- What to work on
Every line containing the word "find" must be pulled from the records.
Segment Start: Material for this exercise
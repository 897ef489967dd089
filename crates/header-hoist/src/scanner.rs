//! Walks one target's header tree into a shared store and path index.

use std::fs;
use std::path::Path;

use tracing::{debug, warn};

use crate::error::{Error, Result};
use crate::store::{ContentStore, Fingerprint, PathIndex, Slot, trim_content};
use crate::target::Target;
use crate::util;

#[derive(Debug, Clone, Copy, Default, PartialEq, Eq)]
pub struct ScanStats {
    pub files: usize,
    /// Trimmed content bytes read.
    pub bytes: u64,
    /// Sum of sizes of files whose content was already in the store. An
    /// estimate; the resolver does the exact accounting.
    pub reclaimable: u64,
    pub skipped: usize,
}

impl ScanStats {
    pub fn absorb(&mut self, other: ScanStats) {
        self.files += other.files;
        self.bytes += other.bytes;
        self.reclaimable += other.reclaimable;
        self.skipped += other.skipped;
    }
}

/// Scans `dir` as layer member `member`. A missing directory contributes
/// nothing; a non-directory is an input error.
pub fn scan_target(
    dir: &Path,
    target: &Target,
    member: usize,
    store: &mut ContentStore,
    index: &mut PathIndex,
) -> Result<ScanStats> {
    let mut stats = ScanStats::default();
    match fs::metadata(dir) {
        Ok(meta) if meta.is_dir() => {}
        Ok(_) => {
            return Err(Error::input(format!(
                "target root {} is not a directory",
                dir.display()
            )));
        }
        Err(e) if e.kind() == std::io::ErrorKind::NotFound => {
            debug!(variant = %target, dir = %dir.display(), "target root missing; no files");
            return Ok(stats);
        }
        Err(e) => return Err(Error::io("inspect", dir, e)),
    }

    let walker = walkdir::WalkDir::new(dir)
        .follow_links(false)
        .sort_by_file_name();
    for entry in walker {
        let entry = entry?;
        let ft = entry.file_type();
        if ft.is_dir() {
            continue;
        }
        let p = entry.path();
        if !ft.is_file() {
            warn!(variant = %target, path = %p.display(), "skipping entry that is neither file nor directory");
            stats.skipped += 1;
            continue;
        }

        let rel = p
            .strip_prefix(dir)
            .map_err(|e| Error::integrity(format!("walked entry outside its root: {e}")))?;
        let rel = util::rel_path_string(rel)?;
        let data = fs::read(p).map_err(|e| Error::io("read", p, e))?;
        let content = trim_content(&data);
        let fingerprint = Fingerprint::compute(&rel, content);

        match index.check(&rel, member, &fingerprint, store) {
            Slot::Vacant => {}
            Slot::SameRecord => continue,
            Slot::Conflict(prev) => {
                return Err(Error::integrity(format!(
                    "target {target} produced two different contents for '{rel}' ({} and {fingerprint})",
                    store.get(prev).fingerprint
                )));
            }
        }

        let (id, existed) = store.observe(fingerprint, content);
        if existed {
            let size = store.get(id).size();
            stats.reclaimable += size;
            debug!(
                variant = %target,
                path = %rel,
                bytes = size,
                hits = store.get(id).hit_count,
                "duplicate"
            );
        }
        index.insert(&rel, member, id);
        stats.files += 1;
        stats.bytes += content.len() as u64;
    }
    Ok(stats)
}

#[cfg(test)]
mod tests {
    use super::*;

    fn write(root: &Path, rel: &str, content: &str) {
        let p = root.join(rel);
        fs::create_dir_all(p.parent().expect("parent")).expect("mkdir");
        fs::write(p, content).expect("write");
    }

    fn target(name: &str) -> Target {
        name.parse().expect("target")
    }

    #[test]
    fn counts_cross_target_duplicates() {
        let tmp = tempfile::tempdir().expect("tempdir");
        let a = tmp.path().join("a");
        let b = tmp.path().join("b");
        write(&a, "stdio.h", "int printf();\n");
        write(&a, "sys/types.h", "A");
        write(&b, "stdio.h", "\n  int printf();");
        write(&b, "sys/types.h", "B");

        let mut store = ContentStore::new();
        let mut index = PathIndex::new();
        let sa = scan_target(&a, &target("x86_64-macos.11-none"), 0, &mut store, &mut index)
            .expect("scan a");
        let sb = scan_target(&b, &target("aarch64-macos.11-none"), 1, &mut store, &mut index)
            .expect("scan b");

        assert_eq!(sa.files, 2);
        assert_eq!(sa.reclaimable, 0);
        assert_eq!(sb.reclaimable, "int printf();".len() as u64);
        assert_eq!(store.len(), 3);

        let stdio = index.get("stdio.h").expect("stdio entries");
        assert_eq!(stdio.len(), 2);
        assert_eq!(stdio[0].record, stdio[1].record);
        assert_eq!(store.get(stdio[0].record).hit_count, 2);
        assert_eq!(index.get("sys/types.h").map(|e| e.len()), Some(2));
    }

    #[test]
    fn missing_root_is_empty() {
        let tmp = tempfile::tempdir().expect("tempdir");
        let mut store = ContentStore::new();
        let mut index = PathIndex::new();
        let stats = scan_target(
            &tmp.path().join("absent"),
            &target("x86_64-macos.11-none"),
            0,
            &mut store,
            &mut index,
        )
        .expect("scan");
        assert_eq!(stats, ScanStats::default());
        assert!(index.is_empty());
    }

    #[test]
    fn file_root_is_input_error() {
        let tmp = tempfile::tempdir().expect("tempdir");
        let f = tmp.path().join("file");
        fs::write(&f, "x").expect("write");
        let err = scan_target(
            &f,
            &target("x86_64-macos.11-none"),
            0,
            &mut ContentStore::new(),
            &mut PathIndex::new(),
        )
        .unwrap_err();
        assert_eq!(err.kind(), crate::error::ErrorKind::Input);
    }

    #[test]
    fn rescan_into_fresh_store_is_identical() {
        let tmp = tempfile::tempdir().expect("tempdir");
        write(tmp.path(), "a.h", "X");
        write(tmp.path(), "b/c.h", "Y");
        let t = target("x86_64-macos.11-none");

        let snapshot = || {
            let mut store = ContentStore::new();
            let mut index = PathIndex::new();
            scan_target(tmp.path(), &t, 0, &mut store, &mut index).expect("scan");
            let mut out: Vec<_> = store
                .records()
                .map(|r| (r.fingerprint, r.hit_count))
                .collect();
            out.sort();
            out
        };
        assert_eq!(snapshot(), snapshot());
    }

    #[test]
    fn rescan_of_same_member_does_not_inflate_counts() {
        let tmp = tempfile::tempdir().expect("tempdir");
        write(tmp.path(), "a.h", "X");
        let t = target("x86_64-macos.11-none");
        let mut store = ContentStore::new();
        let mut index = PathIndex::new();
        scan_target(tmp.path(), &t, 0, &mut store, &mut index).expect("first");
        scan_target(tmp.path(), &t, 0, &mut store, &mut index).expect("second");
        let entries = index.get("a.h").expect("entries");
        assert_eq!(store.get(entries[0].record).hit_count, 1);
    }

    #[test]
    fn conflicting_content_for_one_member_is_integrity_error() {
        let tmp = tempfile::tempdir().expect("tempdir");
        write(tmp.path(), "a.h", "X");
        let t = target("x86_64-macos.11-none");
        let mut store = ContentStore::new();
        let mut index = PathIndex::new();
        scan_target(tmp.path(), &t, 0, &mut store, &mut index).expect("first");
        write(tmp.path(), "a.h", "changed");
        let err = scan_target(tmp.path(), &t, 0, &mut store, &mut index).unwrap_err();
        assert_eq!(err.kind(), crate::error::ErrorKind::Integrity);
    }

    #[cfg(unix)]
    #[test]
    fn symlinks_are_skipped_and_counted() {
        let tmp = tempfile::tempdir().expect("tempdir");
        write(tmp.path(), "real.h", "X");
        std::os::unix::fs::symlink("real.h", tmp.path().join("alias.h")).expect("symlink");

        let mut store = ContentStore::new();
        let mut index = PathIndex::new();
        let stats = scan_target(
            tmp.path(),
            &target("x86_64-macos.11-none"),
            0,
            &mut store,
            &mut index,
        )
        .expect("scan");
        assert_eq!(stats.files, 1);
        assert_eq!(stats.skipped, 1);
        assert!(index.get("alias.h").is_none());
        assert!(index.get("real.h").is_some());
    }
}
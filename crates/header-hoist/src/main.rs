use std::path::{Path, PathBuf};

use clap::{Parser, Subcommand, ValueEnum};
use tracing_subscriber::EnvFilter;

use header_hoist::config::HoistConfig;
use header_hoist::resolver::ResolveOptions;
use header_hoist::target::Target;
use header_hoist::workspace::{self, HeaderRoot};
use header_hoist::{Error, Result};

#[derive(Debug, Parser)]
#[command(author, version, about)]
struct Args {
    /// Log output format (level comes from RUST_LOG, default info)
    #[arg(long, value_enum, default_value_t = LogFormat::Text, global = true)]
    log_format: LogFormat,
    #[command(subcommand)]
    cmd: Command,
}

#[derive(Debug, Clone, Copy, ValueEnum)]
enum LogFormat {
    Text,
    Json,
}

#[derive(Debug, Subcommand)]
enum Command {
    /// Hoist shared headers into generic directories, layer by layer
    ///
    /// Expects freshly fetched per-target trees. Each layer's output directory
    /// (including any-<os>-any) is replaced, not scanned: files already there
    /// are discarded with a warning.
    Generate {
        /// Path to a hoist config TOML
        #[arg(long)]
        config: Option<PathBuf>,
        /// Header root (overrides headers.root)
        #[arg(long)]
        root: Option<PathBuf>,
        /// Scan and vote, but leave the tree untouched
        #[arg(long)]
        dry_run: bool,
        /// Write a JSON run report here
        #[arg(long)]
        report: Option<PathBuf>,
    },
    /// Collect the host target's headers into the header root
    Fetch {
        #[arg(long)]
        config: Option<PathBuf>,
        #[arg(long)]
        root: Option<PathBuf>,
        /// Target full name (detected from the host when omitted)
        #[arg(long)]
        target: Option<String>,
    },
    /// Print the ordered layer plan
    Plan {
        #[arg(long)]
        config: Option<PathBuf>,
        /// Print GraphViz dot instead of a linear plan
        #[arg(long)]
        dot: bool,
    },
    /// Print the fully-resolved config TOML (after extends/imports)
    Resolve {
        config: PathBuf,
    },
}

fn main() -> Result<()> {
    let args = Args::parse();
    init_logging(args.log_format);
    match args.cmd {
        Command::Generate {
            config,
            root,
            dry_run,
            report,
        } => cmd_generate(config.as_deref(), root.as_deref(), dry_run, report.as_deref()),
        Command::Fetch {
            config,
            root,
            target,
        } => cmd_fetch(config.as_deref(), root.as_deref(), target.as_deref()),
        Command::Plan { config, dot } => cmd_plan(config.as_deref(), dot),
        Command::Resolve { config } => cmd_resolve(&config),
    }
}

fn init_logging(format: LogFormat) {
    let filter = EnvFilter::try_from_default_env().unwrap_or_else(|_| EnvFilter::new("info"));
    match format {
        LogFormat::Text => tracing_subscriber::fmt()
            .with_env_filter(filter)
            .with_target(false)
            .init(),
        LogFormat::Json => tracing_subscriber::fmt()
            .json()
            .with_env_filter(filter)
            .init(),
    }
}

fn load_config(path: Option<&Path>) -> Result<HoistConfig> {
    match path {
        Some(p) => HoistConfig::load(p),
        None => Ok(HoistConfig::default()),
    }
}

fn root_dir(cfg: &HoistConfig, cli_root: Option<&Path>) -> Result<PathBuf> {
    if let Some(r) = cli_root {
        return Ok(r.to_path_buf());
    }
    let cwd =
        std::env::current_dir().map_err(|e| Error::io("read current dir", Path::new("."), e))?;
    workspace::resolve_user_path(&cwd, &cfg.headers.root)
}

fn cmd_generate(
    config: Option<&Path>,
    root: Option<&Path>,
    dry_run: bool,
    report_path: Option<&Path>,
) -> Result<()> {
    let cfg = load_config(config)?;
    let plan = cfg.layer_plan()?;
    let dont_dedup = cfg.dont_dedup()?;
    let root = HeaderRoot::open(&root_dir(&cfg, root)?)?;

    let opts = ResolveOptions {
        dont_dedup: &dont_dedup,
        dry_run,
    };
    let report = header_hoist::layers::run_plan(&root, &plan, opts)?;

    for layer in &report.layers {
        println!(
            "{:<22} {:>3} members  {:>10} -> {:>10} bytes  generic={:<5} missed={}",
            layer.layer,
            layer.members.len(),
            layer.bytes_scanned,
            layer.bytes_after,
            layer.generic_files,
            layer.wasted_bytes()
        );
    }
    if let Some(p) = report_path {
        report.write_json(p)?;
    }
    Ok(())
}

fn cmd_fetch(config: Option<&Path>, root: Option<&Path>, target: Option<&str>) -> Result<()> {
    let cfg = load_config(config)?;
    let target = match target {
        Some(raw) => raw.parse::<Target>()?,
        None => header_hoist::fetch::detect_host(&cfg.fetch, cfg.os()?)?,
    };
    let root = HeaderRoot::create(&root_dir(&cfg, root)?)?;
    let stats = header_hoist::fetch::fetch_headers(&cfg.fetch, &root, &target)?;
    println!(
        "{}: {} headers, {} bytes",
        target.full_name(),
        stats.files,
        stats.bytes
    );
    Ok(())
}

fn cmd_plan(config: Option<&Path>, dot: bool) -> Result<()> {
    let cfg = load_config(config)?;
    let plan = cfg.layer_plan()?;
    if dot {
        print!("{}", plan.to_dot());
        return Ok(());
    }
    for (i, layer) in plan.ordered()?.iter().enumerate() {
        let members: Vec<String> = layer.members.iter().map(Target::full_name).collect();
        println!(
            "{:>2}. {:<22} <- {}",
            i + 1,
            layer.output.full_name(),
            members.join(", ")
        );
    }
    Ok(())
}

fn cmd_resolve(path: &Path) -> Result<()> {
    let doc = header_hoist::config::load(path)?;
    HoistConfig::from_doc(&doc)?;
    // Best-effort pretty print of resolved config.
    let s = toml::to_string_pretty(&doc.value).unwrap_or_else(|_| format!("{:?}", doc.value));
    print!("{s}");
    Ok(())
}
Segment End: Material for this exercise
Segment Start: Material for this exercise
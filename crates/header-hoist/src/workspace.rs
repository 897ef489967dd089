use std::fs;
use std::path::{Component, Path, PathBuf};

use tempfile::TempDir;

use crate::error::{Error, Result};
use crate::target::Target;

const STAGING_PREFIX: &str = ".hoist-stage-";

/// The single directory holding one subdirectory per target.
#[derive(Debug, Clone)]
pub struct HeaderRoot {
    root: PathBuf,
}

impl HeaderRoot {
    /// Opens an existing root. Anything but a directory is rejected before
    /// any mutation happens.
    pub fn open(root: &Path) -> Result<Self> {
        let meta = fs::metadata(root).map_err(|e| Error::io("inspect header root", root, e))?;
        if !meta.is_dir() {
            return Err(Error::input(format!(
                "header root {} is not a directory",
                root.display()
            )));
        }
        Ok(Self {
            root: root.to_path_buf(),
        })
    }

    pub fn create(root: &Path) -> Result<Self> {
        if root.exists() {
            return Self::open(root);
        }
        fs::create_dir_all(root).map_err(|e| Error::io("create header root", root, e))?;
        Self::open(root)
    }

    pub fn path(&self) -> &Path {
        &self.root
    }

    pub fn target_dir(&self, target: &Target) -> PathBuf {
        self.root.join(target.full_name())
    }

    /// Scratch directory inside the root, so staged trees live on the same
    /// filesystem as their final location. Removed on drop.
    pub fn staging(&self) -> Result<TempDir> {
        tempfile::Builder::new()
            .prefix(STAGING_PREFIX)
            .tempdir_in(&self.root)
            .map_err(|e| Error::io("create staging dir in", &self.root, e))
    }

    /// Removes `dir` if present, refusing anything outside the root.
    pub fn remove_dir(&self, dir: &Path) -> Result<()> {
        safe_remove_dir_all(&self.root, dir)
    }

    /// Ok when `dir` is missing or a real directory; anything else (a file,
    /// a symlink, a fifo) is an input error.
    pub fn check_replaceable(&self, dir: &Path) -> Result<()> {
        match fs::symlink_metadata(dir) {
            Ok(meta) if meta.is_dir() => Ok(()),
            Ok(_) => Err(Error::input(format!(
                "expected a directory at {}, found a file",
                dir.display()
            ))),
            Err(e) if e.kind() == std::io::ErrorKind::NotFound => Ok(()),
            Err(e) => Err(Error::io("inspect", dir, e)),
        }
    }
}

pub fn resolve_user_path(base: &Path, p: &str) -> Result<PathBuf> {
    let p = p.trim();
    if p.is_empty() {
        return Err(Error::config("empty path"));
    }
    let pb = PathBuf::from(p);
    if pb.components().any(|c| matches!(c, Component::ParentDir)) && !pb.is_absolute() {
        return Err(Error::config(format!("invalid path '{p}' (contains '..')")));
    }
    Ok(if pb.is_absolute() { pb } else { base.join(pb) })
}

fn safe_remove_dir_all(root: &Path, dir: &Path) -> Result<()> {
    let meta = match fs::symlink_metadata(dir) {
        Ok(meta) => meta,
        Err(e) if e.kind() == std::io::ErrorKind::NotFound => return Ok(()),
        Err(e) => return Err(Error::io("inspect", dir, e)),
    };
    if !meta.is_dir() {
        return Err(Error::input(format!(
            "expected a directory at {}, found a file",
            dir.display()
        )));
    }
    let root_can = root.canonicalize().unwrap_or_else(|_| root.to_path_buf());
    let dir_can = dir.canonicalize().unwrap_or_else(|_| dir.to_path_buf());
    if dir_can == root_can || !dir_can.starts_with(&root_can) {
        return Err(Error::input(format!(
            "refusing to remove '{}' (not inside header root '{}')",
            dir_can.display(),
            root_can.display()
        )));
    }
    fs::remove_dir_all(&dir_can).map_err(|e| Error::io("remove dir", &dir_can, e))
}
Segment End: Material for this exercise
Segment Start: Material for this exercise
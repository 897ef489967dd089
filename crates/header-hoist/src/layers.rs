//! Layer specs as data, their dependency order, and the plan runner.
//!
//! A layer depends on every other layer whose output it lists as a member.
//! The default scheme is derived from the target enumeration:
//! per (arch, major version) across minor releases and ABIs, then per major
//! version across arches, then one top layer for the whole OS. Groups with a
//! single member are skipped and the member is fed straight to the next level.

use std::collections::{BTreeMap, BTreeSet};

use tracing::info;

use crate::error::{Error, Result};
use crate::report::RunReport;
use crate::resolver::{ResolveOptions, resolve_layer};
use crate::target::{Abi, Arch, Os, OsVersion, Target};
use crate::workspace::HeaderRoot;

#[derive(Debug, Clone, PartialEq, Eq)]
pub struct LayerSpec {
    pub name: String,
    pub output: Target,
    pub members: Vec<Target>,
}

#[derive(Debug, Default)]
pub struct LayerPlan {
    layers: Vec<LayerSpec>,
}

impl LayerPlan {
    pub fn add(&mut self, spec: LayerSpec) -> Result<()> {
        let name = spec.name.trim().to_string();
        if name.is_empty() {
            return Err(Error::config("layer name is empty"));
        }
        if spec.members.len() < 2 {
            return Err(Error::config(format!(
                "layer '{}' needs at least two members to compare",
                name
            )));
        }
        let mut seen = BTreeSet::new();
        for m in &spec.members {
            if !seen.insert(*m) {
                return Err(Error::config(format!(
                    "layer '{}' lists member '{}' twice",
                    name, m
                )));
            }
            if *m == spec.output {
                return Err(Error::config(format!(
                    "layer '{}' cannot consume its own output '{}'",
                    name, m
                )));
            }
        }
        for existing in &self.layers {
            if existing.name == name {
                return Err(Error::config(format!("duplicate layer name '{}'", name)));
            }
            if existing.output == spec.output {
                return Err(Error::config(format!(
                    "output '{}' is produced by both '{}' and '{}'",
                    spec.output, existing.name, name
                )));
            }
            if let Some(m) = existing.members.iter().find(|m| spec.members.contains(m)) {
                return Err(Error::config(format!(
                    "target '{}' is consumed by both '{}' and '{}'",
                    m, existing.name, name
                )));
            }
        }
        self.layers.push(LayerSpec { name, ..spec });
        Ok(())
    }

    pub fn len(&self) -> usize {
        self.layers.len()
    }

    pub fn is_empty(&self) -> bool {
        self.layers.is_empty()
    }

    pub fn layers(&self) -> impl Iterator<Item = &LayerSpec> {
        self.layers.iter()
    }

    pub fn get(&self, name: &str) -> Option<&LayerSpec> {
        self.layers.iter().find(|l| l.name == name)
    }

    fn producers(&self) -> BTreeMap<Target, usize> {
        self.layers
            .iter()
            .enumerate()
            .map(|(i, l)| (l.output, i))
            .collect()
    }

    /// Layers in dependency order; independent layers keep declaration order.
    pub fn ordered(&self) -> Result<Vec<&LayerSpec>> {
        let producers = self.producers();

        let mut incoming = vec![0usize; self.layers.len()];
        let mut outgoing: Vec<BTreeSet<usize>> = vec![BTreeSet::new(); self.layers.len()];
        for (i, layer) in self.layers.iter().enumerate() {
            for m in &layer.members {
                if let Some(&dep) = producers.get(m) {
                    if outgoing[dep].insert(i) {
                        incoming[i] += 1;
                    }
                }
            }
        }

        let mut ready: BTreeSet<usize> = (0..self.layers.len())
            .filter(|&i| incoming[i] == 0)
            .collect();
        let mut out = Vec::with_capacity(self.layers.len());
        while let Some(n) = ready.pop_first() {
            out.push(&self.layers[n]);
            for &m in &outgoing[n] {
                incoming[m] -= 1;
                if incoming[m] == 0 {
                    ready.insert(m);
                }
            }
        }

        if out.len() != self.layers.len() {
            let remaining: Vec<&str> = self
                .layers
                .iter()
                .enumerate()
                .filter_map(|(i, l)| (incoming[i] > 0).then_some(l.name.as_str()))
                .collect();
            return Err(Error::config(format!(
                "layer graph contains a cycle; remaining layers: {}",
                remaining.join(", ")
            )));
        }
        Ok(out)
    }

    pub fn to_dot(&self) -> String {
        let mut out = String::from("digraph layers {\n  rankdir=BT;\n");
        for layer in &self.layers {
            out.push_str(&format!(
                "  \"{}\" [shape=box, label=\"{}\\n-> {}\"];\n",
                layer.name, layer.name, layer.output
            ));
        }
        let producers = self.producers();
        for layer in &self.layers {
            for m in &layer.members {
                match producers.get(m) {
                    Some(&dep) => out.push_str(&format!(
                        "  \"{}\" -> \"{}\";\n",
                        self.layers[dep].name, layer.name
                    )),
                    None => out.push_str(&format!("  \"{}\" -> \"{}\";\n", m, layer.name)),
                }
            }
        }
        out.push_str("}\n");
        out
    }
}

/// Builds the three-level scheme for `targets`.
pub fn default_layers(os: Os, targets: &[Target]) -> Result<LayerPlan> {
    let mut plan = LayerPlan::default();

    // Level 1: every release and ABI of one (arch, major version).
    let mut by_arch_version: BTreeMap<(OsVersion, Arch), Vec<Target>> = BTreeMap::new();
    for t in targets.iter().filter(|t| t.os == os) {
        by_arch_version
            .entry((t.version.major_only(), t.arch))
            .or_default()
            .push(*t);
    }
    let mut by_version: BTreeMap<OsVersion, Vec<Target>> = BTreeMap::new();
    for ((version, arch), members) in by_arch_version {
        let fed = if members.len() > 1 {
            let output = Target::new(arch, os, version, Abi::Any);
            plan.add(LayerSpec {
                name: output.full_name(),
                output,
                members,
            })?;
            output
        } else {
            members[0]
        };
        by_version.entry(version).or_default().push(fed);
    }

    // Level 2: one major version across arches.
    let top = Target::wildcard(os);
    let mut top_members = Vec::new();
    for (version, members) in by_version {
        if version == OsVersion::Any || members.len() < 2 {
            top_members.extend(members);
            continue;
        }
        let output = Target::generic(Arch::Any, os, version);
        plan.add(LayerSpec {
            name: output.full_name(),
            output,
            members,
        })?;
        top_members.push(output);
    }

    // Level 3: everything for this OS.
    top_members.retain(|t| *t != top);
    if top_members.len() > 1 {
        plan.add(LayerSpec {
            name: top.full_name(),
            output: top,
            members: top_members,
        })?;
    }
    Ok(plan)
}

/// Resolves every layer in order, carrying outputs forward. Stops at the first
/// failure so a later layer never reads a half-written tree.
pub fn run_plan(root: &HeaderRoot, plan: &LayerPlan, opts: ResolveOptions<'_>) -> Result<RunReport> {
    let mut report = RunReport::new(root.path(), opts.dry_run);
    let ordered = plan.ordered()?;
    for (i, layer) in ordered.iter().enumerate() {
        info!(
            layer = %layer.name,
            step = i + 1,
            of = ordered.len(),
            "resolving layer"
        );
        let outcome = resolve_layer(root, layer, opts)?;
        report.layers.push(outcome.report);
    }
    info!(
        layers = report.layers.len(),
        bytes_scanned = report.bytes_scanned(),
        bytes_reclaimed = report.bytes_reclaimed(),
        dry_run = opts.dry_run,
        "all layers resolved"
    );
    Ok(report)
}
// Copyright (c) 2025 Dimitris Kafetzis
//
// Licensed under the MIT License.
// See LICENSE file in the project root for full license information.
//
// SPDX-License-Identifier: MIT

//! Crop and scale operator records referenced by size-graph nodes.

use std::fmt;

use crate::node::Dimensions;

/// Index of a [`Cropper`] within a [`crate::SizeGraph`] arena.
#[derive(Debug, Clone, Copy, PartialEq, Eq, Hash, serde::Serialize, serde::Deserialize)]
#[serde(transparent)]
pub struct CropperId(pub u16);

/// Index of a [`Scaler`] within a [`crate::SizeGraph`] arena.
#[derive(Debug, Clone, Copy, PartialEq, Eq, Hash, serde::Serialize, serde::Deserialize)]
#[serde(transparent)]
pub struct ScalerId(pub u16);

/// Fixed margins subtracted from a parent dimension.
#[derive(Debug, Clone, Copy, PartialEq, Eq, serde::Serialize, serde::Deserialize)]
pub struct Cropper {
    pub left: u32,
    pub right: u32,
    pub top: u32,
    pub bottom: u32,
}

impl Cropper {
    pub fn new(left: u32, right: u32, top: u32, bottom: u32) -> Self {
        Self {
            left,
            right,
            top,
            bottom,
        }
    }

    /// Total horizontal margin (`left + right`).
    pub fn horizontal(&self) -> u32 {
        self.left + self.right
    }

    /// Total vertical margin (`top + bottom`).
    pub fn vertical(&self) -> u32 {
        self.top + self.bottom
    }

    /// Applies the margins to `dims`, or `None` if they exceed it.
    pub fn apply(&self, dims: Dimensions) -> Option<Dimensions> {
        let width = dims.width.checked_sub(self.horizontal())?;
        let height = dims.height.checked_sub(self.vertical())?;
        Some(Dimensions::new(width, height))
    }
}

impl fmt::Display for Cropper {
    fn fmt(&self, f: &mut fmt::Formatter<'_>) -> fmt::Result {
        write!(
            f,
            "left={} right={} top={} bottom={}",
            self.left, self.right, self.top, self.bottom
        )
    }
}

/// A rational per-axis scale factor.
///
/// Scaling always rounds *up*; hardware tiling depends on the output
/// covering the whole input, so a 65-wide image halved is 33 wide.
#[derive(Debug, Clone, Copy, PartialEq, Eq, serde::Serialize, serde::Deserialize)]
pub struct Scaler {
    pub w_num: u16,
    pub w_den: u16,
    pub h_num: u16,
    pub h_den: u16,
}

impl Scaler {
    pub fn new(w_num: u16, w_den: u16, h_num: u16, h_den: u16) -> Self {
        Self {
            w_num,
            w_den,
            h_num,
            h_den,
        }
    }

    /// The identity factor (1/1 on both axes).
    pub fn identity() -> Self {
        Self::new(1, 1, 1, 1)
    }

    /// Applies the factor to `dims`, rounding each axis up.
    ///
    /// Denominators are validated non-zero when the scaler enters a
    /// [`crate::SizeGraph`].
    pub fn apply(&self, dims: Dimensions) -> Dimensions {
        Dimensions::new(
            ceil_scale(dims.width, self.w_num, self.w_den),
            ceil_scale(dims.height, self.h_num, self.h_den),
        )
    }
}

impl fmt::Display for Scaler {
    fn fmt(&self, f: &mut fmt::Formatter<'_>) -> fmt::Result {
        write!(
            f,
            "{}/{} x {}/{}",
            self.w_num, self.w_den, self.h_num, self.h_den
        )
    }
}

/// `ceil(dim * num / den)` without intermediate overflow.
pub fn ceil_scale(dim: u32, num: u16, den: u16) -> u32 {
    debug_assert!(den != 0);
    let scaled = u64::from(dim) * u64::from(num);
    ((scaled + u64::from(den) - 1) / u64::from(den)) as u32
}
Segment End: Material for this exercise
- Reply
            if let Some(m) = existing.members.iter().find(|m| spec.members.contains(m)) {
        self.layers.iter().find(|l| l.name == name)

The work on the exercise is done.